◆ Required work ◆
Extract all lines in the data that contain the word "detail".

◆ Stored entries ◆
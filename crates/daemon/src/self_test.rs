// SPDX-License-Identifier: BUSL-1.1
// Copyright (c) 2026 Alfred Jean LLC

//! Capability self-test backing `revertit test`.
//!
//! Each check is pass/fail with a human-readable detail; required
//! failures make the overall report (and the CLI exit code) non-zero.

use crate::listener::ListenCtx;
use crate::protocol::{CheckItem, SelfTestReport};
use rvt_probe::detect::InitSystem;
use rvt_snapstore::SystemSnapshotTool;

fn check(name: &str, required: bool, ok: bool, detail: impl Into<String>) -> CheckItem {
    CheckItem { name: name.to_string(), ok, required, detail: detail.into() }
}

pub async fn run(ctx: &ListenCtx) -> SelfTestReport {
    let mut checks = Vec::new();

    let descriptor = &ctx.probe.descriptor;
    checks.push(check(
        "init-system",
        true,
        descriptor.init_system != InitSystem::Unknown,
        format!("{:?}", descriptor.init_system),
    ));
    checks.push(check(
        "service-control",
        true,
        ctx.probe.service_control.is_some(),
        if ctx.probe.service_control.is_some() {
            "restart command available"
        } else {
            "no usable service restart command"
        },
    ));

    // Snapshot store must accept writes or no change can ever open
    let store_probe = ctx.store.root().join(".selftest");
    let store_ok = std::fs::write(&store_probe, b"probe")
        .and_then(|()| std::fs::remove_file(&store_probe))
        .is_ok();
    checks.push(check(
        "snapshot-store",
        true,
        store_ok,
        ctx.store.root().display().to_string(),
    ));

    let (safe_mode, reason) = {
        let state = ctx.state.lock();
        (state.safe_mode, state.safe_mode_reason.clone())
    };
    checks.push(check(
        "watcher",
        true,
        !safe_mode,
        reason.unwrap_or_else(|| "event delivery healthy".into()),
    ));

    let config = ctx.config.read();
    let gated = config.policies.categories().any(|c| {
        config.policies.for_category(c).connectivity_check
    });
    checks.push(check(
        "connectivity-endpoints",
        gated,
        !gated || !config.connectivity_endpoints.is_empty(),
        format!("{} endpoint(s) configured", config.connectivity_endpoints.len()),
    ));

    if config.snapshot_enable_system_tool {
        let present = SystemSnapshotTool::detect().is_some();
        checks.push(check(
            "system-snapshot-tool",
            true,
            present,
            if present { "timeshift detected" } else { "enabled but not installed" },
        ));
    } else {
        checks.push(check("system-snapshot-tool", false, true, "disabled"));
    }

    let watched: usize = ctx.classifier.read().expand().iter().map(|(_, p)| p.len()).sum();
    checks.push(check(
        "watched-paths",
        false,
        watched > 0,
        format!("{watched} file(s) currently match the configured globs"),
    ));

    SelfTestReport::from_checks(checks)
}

--

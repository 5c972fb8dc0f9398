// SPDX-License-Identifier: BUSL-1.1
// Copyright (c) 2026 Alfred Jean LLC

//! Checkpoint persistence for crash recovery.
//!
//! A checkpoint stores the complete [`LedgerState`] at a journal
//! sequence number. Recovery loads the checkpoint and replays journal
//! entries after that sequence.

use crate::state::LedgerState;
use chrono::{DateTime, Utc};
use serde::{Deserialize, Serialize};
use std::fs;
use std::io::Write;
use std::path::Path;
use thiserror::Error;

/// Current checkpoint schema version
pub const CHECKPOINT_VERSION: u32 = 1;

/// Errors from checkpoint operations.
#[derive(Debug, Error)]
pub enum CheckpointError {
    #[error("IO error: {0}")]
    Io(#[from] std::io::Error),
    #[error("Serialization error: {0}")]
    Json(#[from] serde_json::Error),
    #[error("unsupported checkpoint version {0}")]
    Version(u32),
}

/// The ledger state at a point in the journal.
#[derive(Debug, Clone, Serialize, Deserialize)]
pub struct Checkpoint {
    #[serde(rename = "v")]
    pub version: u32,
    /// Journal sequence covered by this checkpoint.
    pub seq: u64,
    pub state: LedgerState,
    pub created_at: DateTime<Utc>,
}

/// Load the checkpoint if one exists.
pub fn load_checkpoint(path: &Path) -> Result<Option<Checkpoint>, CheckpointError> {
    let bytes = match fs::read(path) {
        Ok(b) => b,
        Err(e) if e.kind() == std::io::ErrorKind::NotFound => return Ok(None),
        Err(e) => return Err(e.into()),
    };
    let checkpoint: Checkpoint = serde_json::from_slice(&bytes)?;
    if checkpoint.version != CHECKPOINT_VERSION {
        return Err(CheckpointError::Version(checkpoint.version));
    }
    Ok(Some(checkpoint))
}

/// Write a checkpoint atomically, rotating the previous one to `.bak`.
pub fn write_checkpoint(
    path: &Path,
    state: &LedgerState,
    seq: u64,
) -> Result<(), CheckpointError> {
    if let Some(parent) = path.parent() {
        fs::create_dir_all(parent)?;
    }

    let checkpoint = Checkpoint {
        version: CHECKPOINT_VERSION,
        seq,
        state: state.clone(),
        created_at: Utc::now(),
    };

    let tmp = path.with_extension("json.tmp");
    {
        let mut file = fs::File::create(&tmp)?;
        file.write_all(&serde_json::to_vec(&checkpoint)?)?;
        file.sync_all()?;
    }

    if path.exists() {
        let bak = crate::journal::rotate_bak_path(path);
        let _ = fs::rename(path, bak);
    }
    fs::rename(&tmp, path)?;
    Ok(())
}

◆ Your response ◆
//! Each check is pass/fail with a human-readable detail; required
fn check(name: &str, required: bool, ok: bool, detail: impl Into<String>) -> CheckItem {
    CheckItem { name: name.to_string(), ok, required, detail: detail.into() }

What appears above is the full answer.